Next week will see the start of a new four-pronged approach to prevent the city from following other areas of the country with similar demographics in seeing a large spike in cases.
This includes a commitment from Cambridgeshire police of an average of four hours every day to join “very visible” patrols alongside council officers.
Adrian Chapman, service director for communities and partnerships at Peterborough City Council, said there will be a “full range of activity” which will include enforcement.
Moreover, the city council will “fill in the gaps” for people who are told to self-isolate but are not eligible for a £500 grant from the Government to cover lost earnings.
Mr Chapman added: “We want there to be no excuse for anyone in the city not to self-isolate.
“We will see a sea-change next week. Things will ramp up in a good way for our city. Please stay with us and continue this fight, and between us we will get there.”
A new testing centre is also expected to open in the Gladstone area in the middle of next month.
The announcements were made during a virtual ‘Summit for Peterborough’ which was held this afternoon (Friday) to discuss “how we can unite and work together to continue to control the spread of coronavirus, to keep our communities safe and our businesses open”.
The summit was attended by local leaders from a range of organisations, including both of the city’s MPs – Paul Bristow and Shailesh Vara.
Peterborough came off the Government’s coronavirus watchlist last week, but this was largely due to other places seeking a spike in cases and a lack of local testing because of national issues.
The city’s director of public health Dr Liz Robin has warned that there should be no complacency.
Speaking during today’s meeting, council leader Cllr John Holdich, who thanked health workers and communities for their efforts, said: “Peterborough is now at a crucial point in controlling the virus. We’ve moved from being an area sixth highest for infection rates in the country under the Cabinet Office spotlight, who came to see how we were looking.
“Thanks to the efforts of you all, the rate has fallen and we are no longer on the Government’s watchlist. But we’re not complacent about this.
“It’s vital we don’t throw that away and what we’ve achieved so far. We don’t want to see the rises and tighter restrictions, and we certainly don’t want to see any more people getting ill or dying in the city.
“We can see the increase in the virus infections nationally and in other cities similar to our own, but we know that many local residents are growing tired because of the length of the time virus has been with us, so we need to communicate with communities to keep up the pressure.”
Mr Chapman said next week will see a “significant change,” initially in central parts of the city.
A formal operation with focus on four themes of activity:
. Business engagement – to make sure they are following the rules after “loads of comments” were raised about a lack of compliance
, A continued effort on changing public behaviour to make sure people abide by the latest rules
. A targeted communications campaign to make sure all communities understand the latest guidance
. Ensuring anyone who needs a test can get one as locally as possible so there are “absolutely no excuses” for people not to self-isolate if they are required to.

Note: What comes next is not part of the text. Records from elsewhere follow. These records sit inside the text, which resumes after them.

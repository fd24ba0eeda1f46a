//! Tests for export command

use std::fs;
use std::path::Path;

use httpmock::prelude::*;
use serde_json::{json, Value};
use tempfile::tempdir;

use tumblr_chat_export::commands::{export_run, ExportArgs};
use tumblr_chat_export::{
    Clock, Config, ConversationTarget, Credentials, Error, ScriptedPrompter, SessionLock,
};

const LOGIN_PAGE: &str = r#"<script>var state = {"API_TOKEN":"tok-int"};</script>"#;

// 2024-01-01 10:00:00 UTC
const JAN1: i64 = 1_704_103_200_000;
const DAY: i64 = 86_400_000;

fn config(server: &MockServer, dir: &Path) -> Config {
    Config {
        base_url: server.base_url(),
        lock_file: dir.join("export.lock"),
        ..Config::defaults()
    }
}

fn args(target: ConversationTarget) -> ExportArgs {
    ExportArgs {
        credentials: Credentials::new("me@example.com", "secret"),
        blog: "myblog".to_string(),
        target,
        cutoff: None,
        rate_limit: None,
        output: None,
        split: false,
        skip_ssl: false,
        offer_capture: false,
        clock: Clock::utc(),
    }
}

fn mock_login(server: &MockServer) {
    server.mock(|when, then| {
        when.method(GET).path("/login");
        then.status(200).body(LOGIN_PAGE);
    });
    server.mock(|when, then| {
        when.method(POST).path("/api/v2/login/mode");
        then.status(200);
    });
    server.mock(|when, then| {
        when.method(POST)
            .path("/api/v2/oauth2/token")
            .header("Authorization", "Bearer tok-int");
        then.status(200).json_body(json!({ "access_token": "ok" }));
    });
}

fn conversations_feed() -> Value {
    json!({ "response": { "conversations": [
        { "id": "c1", "participants": [
            { "uuid": "u-me", "name": "myblog" },
            { "uuid": "u-ann", "name": "ann" }
        ]},
        { "id": "c2", "participants": [
            { "uuid": "u-me", "name": "myblog" },
            { "uuid": "u-bob", "name": "bob" }
        ]}
    ]}})
}

fn mock_feeds(server: &MockServer) {
    server.mock(|when, then| {
        when.method(GET).path("/svc/conversations");
        then.status(200).json_body(conversations_feed());
    });
    server.mock(|when, then| {
        when.method(GET)
            .path("/svc/conversations/messages")
            .query_param("conversation_id", "c2");
        then.status(200).json_body(json!({ "response": { "messages": {
            "data": [
                { "type": "TEXT", "ts": JAN1 + DAY, "participant": "u-bob", "message": "next day" },
                { "type": "TEXT", "ts": JAN1 + 60_000, "participant": "u-me", "message": "reply" }
            ],
            "_links": { "next": { "href": "/svc/conversations/messages/page2" } }
        }}}));
    });
    server.mock(|when, then| {
        when.method(GET).path("/svc/conversations/messages/page2");
        then.status(200).json_body(json!({ "response": { "messages": {
            "data": [
                { "type": "POSTREF", "ts": JAN1, "participant": "u-bob", "post": { "post_url": "" } }
            ]
        }}}));
    });
}

#[tokio::test]
async fn export_by_partner_splits_per_day() {
    let server = MockServer::start_async().await;
    mock_login(&server);
    mock_feeds(&server);

    let dir = tempdir().expect("tempdir");
    let config = config(&server, dir.path());
    let mut args = args(ConversationTarget::Counterpart("bob".into()));
    args.output = Some(dir.path().join("out.txt"));
    args.split = true;

    let mut prompter = ScriptedPrompter::default();
    let mut screen = Vec::new();
    let report = export_run(&config, &args, &mut prompter, &mut screen)
        .await
        .expect("export");

    assert_eq!(report.lines, 3);
    assert_eq!(
        fs::read_to_string(dir.path().join("out-20240101.txt")).unwrap(),
        "01/01/2024, 10:00:00 bob: sent a post that's no longer available.\n\
         01/01/2024, 10:01:00 myblog: reply\n"
    );
    assert_eq!(
        fs::read_to_string(dir.path().join("out-20240102.txt")).unwrap(),
        "02/01/2024, 10:00:00 bob: next day\n"
    );
    assert!(prompter.questions.is_empty());
    assert!(!config.lock_file.exists());
}

#[tokio::test]
async fn export_from_menu_prints_to_screen() {
    let server = MockServer::start_async().await;
    mock_login(&server);
    mock_feeds(&server);

    let dir = tempdir().expect("tempdir");
    let config = config(&server, dir.path());
    let mut args = args(ConversationTarget::Interactive);
    args.offer_capture = true;

    let mut prompter = ScriptedPrompter::new(["5", "2", "n"]);
    let mut screen = Vec::new();
    export_run(&config, &args, &mut prompter, &mut screen)
        .await
        .expect("export");

    assert_eq!(
        String::from_utf8(screen).unwrap(),
        "01/01/2024, 10:00:00 bob: sent a post that's no longer available.\n\
         01/01/2024, 10:01:00 myblog: reply\n\
         02/01/2024, 10:00:00 bob: next day\n\n"
    );
    assert_eq!(prompter.questions.len(), 3);
    assert!(prompter.questions[2].contains("save the conversation"));
}

#[tokio::test]
async fn rejected_login_releases_the_lock() {
    let server = MockServer::start_async().await;
    server.mock(|when, then| {
        when.method(GET).path("/login");
        then.status(200).body(LOGIN_PAGE);
    });
    server.mock(|when, then| {
        when.method(POST).path("/api/v2/login/mode");
        then.status(200);
    });
    server.mock(|when, then| {
        when.method(POST).path("/api/v2/oauth2/token");
        then.status(400).json_body(json!({
            "error": "invalid_grant",
            "error_description": "Wrong password"
        }));
    });
    let conversations = server.mock(|when, then| {
        when.method(GET).path("/svc/conversations");
        then.status(200).json_body(conversations_feed());
    });

    let dir = tempdir().expect("tempdir");
    let config = config(&server, dir.path());
    let mut prompter = ScriptedPrompter::default();
    let mut screen = Vec::new();

    let err = export_run(
        &config,
        &args(ConversationTarget::Id("c1".into())),
        &mut prompter,
        &mut screen,
    )
    .await
    .unwrap_err();

    assert!(matches!(err, Error::AuthRejected(ref d) if d == "Wrong password"));
    conversations.assert_calls(0);
    assert!(!config.lock_file.exists());
}

#[cfg(unix)]
#[tokio::test]
async fn held_lock_prevents_login() {
    let server = MockServer::start_async().await;
    let login = server.mock(|when, then| {
        when.method(GET).path("/login");
        then.status(200).body(LOGIN_PAGE);
    });

    let dir = tempdir().expect("tempdir");
    let config = config(&server, dir.path());
    let _held = SessionLock::acquire(&config.lock_file).expect("lock");

    let mut prompter = ScriptedPrompter::default();
    let mut screen = Vec::new();
    let err = export_run(
        &config,
        &args(ConversationTarget::Interactive),
        &mut prompter,
        &mut screen,
    )
    .await
    .unwrap_err();

    assert!(matches!(err, Error::SessionLocked));
    login.assert_calls(0);
}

The “high profile” police and council patrols wearing high-viz jackets will spend more time tackling parking and housing enforcement, with Mr Chapman saying: “If people park badly and in a condensed space it leads to crowds of people gathering and it leads to a general sense of unrest and disorganisation.”
The patrols, he added, will give people a sense of “reassurance,” will provide advice to the public and will “look out for any breaking of the rules so we can ensure there is enforcement that follows”.
There will be days of action, including from trading standards and licensing teams, as well as work with transport providers to make sure they know the rules.
Mr Chapman said he is “hopeful there will be a dedicated test centre in central Peterborough in the not too distant near future,” which Dr Robin said would be in Gladstone in mid-October.
A hotline with translators has also been set up to make sure people who do not speak English as a first language, or do not have good reading and writing or good digital skills, will be able to book a test.
Dr Robin added: “We are at a critical point in terms of our fight against the virus. We have seen many areas that are very similar to Peterborough have a very rapid and sudden increase in cases.
“We’ve seen that going p first in the 18-30 age group where people don’t tend to become seriously ill, but certainly in northern parts of the country we’re now seeing that’s spreading to more vulnerable people and we’re seeing hospital admissions going up as well.
“We’re in a position where it could escalate here like in other places.
“Many of us at the council have been saying that we’ve been doing this for a long time. We know that some of our staff are starting to feel quite tired. We’re hearing that back from the community as well.
“We need to make sure keep our energy and keep out commitment to keeping our population safe and healthy. By doing that and by keeping our rates down we also keep our economy open.”